In Italia Renault significa
soprattutto Renault Clio. Un modello che, dal 1992, ha raggiunto
quota 18 milioni di unità vendute nel mondo, di cui circa 2
milioni nel nostro Paese. “Clio è quasi un brand nel brand ed è
una vera istituzione nel segmento delle compatte”. Lo ha
precisato in un’intervista all’ANSA Sebastien Guigues, ceo di
Renault Group in Italia.
Negli anni la vettura ha attraversato diverse stagioni del
mercato, affrontando concorrenti storici e nuovi ingressi,
rinnovandosi profondamente a ogni generazione. “La forza di Clio
è quella di essere sempre diversa ma sempre riconoscibile. Oggi
offre tecnologie come l’ibrido e i servizi Google integrati,
contenuti che fino a poco tempo fa erano riservati ai segmenti
superiori”.
Ma la strategia Renault non si limita al prodotto. Con il
piano Renaulution il gruppo ha scelto di privilegiare il valore
rispetto ai volumi. “Non è una scelta abituale nel settore
automotive, dove spesso si punta sulle economie di scala. Noi
abbiamo deciso di concentrarci su redditività, qualità del mix e
valore residuo”, spiega il ceo.
Un approccio che, secondo Guigues, sta dando risultati
concreti: “Abbiamo presentato uno dei migliori risultati del
settore in Europa, con un margine operativo intorno al 6,5%”.

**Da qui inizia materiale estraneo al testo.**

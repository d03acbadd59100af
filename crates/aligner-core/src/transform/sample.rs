use ndarray::Array2;

/// Fetch a sample, treating everything outside the image as zero.
#[inline]
fn tap(data: &Array2<f32>, x: i64, y: i64) -> f64 {
    if x < 0 || y < 0 {
        return 0.0;
    }
    match data.get((y as usize, x as usize)) {
        Some(&v) => v as f64,
        None => 0.0,
    }
}

/// Nearest-neighbour lookup. `(sx, sy)` is a continuous position where
/// pixel `(i, j)` covers `[i, i+1) x [j, j+1)`.
pub fn sample_nearest(data: &Array2<f32>, sx: f64, sy: f64) -> f32 {
    tap(data, sx.floor() as i64, sy.floor() as i64) as f32
}

/// Bilinear interpolation between the four pixel centers around `(sx, sy)`.
pub fn sample_bilinear(data: &Array2<f32>, sx: f64, sy: f64) -> f32 {
    let fx = sx - 0.5;
    let fy = sy - 0.5;
    let x0 = fx.floor();
    let y0 = fy.floor();
    let tx = fx - x0;
    let ty = fy - y0;
    let (x0, y0) = (x0 as i64, y0 as i64);

    let top = tap(data, x0, y0) * (1.0 - tx) + tap(data, x0 + 1, y0) * tx;
    let bottom = tap(data, x0, y0 + 1) * (1.0 - tx) + tap(data, x0 + 1, y0 + 1) * tx;
    (top * (1.0 - ty) + bottom * ty) as f32
}

/// Catmull-Rom cubic weight (a = -0.5).
#[inline]
fn cubic_weight(t: f64) -> f64 {
    const A: f64 = -0.5;
    let t = t.abs();
    if t <= 1.0 {
        ((A + 2.0) * t - (A + 3.0)) * t * t + 1.0
    } else if t < 2.0 {
        ((A * t - 5.0 * A) * t + 8.0 * A) * t - 4.0 * A
    } else {
        0.0
    }
}

/// Bicubic interpolation over the 4x4 neighbourhood of `(sx, sy)`.
pub fn sample_bicubic(data: &Array2<f32>, sx: f64, sy: f64) -> f32 {
    let fx = sx - 0.5;
    let fy = sy - 0.5;
    let x0 = fx.floor();
    let y0 = fy.floor();
    let tx = fx - x0;
    let ty = fy - y0;
    let (x0, y0) = (x0 as i64, y0 as i64);

    let wx = [
        cubic_weight(1.0 + tx),
        cubic_weight(tx),
        cubic_weight(1.0 - tx),
        cubic_weight(2.0 - tx),
    ];
    let wy = [
        cubic_weight(1.0 + ty),
        cubic_weight(ty),
        cubic_weight(1.0 - ty),
        cubic_weight(2.0 - ty),
    ];

    let mut acc = 0.0;
    for (j, wyj) in wy.iter().enumerate() {
        if *wyj == 0.0 {
            continue;
        }
        let y = y0 - 1 + j as i64;
        let mut row = 0.0;
        for (i, wxi) in wx.iter().enumerate() {
            if *wxi != 0.0 {
                row += tap(data, x0 - 1 + i as i64, y) * wxi;
            }
        }
        acc += row * wyj;
    }
    acc as f32
}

Centrale anche la gestione del prezzo, con minore ricorso agli
sconti e maggiore attenzione alla competitività nel lungo
periodo, soprattutto in un mercato sempre più orientato al
noleggio.
In Italia, aggiunge poi, circa il 60% delle vendite Renault è
rappresentato da motorizzazioni ibride. “È il segnale che il
cliente ha compreso i vantaggi di questa tecnologia in termini
di consumi, comfort e facilità d’uso”.